▶ Your instructions: Copy each line of the data below in which the word "WizardStore" can be found.

*** Opening of Excerpted data ***

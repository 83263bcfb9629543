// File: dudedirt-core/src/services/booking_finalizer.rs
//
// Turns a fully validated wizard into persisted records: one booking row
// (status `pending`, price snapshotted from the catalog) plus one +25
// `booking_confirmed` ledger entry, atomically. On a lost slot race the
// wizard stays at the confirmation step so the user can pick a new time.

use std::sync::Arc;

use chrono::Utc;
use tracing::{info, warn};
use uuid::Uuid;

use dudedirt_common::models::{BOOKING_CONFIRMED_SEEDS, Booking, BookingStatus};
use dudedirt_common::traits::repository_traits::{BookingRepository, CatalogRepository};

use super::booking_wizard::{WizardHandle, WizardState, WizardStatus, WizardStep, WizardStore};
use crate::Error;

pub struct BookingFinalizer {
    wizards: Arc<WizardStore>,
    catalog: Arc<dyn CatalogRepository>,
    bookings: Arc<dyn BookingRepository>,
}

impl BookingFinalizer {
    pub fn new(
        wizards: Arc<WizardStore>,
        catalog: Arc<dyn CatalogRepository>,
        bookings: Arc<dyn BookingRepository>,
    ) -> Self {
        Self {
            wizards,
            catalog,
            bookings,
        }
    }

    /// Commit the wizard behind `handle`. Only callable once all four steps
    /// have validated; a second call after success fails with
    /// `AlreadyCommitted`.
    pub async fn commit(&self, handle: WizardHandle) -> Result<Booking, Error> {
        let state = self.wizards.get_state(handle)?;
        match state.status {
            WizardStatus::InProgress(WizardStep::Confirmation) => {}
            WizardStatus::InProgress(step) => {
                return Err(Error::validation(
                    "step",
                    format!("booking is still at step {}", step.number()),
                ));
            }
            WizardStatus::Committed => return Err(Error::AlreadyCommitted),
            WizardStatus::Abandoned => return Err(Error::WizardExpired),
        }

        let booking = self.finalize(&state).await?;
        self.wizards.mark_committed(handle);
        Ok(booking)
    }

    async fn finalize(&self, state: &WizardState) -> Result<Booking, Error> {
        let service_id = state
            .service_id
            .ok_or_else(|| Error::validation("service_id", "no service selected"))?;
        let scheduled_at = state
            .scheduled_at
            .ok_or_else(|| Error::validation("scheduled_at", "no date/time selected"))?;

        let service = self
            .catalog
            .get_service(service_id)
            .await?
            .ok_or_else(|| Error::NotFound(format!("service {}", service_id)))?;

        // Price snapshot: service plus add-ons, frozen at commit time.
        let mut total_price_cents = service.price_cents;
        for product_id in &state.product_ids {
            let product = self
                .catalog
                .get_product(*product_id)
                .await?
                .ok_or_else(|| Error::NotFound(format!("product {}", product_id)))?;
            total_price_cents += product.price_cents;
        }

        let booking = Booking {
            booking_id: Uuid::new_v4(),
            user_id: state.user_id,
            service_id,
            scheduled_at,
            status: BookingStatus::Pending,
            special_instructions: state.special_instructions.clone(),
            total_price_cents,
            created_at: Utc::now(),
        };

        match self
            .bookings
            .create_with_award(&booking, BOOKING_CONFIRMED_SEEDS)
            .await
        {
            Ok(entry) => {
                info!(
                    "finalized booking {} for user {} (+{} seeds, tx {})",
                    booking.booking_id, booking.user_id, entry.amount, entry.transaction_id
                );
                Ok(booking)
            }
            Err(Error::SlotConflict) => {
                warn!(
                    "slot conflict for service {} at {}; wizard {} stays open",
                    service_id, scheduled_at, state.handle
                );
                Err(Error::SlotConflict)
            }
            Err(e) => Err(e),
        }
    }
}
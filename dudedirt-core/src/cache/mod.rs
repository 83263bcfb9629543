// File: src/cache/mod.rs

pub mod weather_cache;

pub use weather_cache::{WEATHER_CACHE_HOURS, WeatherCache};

*** Close of Excerpted data ***

▶ Task result:
use super::booking_wizard::{WizardHandle, WizardState, WizardStatus, WizardStep, WizardStore};
    wizards: Arc<WizardStore>,
        wizards: Arc<WizardStore>,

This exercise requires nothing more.